Recent advances in protein backbone generation have achieved promising results under structural, functional, or physical constraints. However, existing methods lack the flexibility for precise topology control, limiting navigation of the backbone space. We present ProtPainter, a diffusion-based approach for generating protein backbones conditioned on 3D curves. ProtPainter follows a two-stage process: curve-based sketching and sketch-guided backbone generation. For the first stage, we propose CurveEncoder, which predicts secondary structure annotations from a curve to parametrize sketch generation. For the second stage, the sketch guides the generative process in Denoising Diffusion Probabilistic Modeling (DDPM) to generate backbones. During this process, we further introduce a fusion scheduling scheme, Helix-Gating, to control the scaling factors. To evaluate, we propose the first benchmark for topology-conditioned protein generation, introducing Protein Restoration Task and a new metric, self-consistency Topology Fitness (scTF). Experiments demonstrate ProtPainter's ability to generate topology-fit (scTF > 0.8) and designable (scTM > 0.5) backbones, with drawing and dragging tasks showcasing its flexibility and versatility.

Figures (16)

• Figure 1: Architecture. Sketching: given a 3D curve, $\text{SSE}_\text{curve}$ is predicted by CurveEncoder. Then a naive sketch is generated parametrically. Guided Sampling: the sketch is fused into a diffusion sampling process with the guidance of RoseTTAFold and Helix-Gating interpolation.
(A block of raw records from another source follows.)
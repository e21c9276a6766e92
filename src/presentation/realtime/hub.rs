//! Connection and room registry.
//!
//! The `Hub` is the single owned registry of live connections and their room
//! memberships, shared by every connection task behind an `Arc`. Broadcasts
//! are fire-and-forget sends into per-connection unbounded channels; the
//! WebSocket task on the other end owns the actual network write. Nothing in
//! here blocks on I/O.
//!
//! Invariants:
//! - join/leave/disconnect are idempotent
//! - no room membership outlives its owning connection
//! - delivery to a connection removed mid-broadcast is skipped, never an error

use std::collections::HashSet;
use std::sync::Arc;

use dashmap::DashMap;
use parking_lot::Mutex;
use tokio::sync::mpsc;
use uuid::Uuid;

use super::events::{ConnectionId, ServerEvent};
use crate::domain::RoomKey;
use crate::infrastructure::metrics;

/// One live connection of an authenticated user.
pub struct Connection {
    pub id: ConnectionId,
    pub user_id: i64,
    sender: mpsc::UnboundedSender<ServerEvent>,
    /// Rooms this connection has joined, tracked for unconditional teardown.
    rooms: Mutex<HashSet<RoomKey>>,
}

/// Registry of live connections and room membership sets.
pub struct Hub {
    connections: DashMap<ConnectionId, Arc<Connection>>,
    rooms: DashMap<RoomKey, HashSet<ConnectionId>>,
}

impl Hub {
    pub fn new() -> Self {
        Self {
            connections: DashMap::new(),
            rooms: DashMap::new(),
        }
    }

    /// Register a connection for an authenticated identity and auto-join its
    /// personal room.
    pub fn connect(
        &self,
        user_id: i64,
        sender: mpsc::UnboundedSender<ServerEvent>,
    ) -> ConnectionId {
        let id = Uuid::new_v4();
        let connection = Arc::new(Connection {
            id,
            user_id,
            sender,
            rooms: Mutex::new(HashSet::new()),
        });
        self.connections.insert(id, connection);
        self.join(id, RoomKey::user(user_id));
        metrics::WS_CONNECTIONS_ACTIVE.inc();

        tracing::info!(user_id, connection_id = %id, "Connection registered");
        id
    }

    /// Tear down a connection: remove it from every room it joined and, for
    /// voice rooms, notify the remaining participants. Idempotent; cleanup
    /// runs for all rooms regardless of individual removals.
    pub fn disconnect(&self, id: ConnectionId) {
        let Some((_, connection)) = self.connections.remove(&id) else {
            return;
        };
        metrics::WS_CONNECTIONS_ACTIVE.dec();

        let joined: Vec<RoomKey> = connection.rooms.lock().drain().collect();
        for room in joined {
            self.remove_membership(id, &room);
            if room.is_voice() {
                self.broadcast(
                    &room,
                    &ServerEvent::VoicePeerLeft {
                        user_id: connection.user_id,
                    },
                );
            }
        }

        tracing::info!(
            user_id = connection.user_id,
            connection_id = %id,
            "Connection unregistered"
        );
    }

    /// Join a connection to a room. Joining twice has no additional effect.
    /// A join for an unknown connection is silently ignored: the connection
    /// raced with its own teardown.
    pub fn join(&self, id: ConnectionId, room: RoomKey) {
        let Some(connection) = self.connections.get(&id).map(|c| Arc::clone(c.value())) else {
            tracing::debug!(connection_id = %id, room = %room, "Join for unknown connection");
            return;
        };
        connection.rooms.lock().insert(room.clone());
        self.rooms.entry(room).or_default().insert(id);
    }

    /// Remove a connection from a room. Idempotent.
    pub fn leave(&self, id: ConnectionId, room: &RoomKey) {
        if let Some(connection) = self.connections.get(&id) {
            connection.rooms.lock().remove(room);
        }
        self.remove_membership(id, room);
    }

    /// Deliver an event to every connection currently in the room.
    pub fn broadcast(&self, room: &RoomKey, event: &ServerEvent) {
        self.broadcast_inner(room, event, None);
    }

    /// Deliver an event to every room member except one connection.
    pub fn broadcast_excluding(&self, room: &RoomKey, event: &ServerEvent, exclude: ConnectionId) {
        self.broadcast_inner(room, event, Some(exclude));
    }

    /// Deliver an event to a single connection. Returns false when the target
    /// has no live connection; the caller decides whether that matters
    /// (signaling treats it as a silent drop).
    pub fn send_to(&self, id: ConnectionId, event: ServerEvent) -> bool {
        match self.connections.get(&id) {
            Some(connection) => connection.sender.send(event).is_ok(),
            None => false,
        }
    }

    /// Broadcast an ephemeral typing notification to a room. The sender is
    /// not excluded; clients drop typing events carrying their own identity.
    pub fn notify_typing(&self, id: ConnectionId, room: &RoomKey) {
        let Some(user_id) = self.user_id_of(id) else {
            return;
        };
        self.broadcast(
            room,
            &ServerEvent::Typing {
                user_id,
                room: room.to_string(),
            },
        );
    }

    /// Identity behind a connection, if it is still registered.
    pub fn user_id_of(&self, id: ConnectionId) -> Option<i64> {
        self.connections.get(&id).map(|c| c.user_id)
    }

    /// Current snapshot of a room's member connections.
    pub fn room_members(&self, room: &RoomKey) -> Vec<ConnectionId> {
        self.rooms
            .get(room)
            .map(|members| members.iter().copied().collect())
            .unwrap_or_default()
    }

    /// Number of live connections.
    pub fn connection_count(&self) -> usize {
        self.connections.len()
    }

    fn broadcast_inner(&self, room: &RoomKey, event: &ServerEvent, exclude: Option<ConnectionId>) {
        // Snapshot the member set so senders run outside the map entry lock.
        let members = self.room_members(room);
        let mut stale: Vec<ConnectionId> = Vec::new();

        for member in members {
            if Some(member) == exclude {
                continue;
            }
            match self.connections.get(&member) {
                Some(connection) => {
                    // A failed send means the receiver task is gone; teardown
                    // will reclaim the membership, nothing to do here.
                    let _ = connection.sender.send(event.clone());
                }
                None => stale.push(member),
            }
        }

        // Self-heal: membership entries referencing connections the registry
        // no longer knows about are pruned on access.
        for member in stale {
            tracing::warn!(
                connection_id = %member,
                room = %room,
                "Pruning stale room membership"
            );
            self.remove_membership(member, room);
        }
    }

    /// Remove one membership edge and drop the room entry once empty.
    fn remove_membership(&self, id: ConnectionId, room: &RoomKey) {
        if let Some(mut members) = self.rooms.get_mut(room) {
            members.remove(&id);
        }
        self.rooms.remove_if(room, |_, members| members.is_empty());
    }
}

impl Default for Hub {
    fn default() -> Self {
        Self::new()
    }
}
• Figure 2: Sketch Fusion Scheduling with Helix-Gating. a. Helix-Gating splits the sampling process into two phases by comparing the helix percentage of $\hat{z}_0^t$ and $y$, enabling the scheduling of fusion. b. The curve space trajectories of different diffusion sampling processes.
• Figure 3: Examples of ProtPainter on de novo protein design, binder design, and motif scaffolding. From left to right, the original structures are 6s9l, 1tqg, 7f4d_MR, 7f4d_GB, and 103l. Curves are visualized in 3D space. Other examples are shown in Figure \ref{['gallery']}.
• Figure 4: Draw and edit process. (a) Structures are visualized in the MDS topology space, with their colors corresponding to respective operations. Novelty is measured as the maximum TM score relative to PDB burley2023rcsbberman2003announcing in the upper left corner. (b) Case study for actions of dragging, SSE editing, comprehensive tasks like hinge protein, and jointing.
• Figure 5: scTF vs scTM and scRMSD. Figures from left to right show the test results on datasets HHH_ems, med, and GPCR respectively. The first and second rows show the relationship between scTM and scTF, and the relationship between scRMSD and scTF, respectively. The results have not been filtered by selection. $N_\text{curve}=50,N_\text{bb}=10,N_\text{seq}=8$.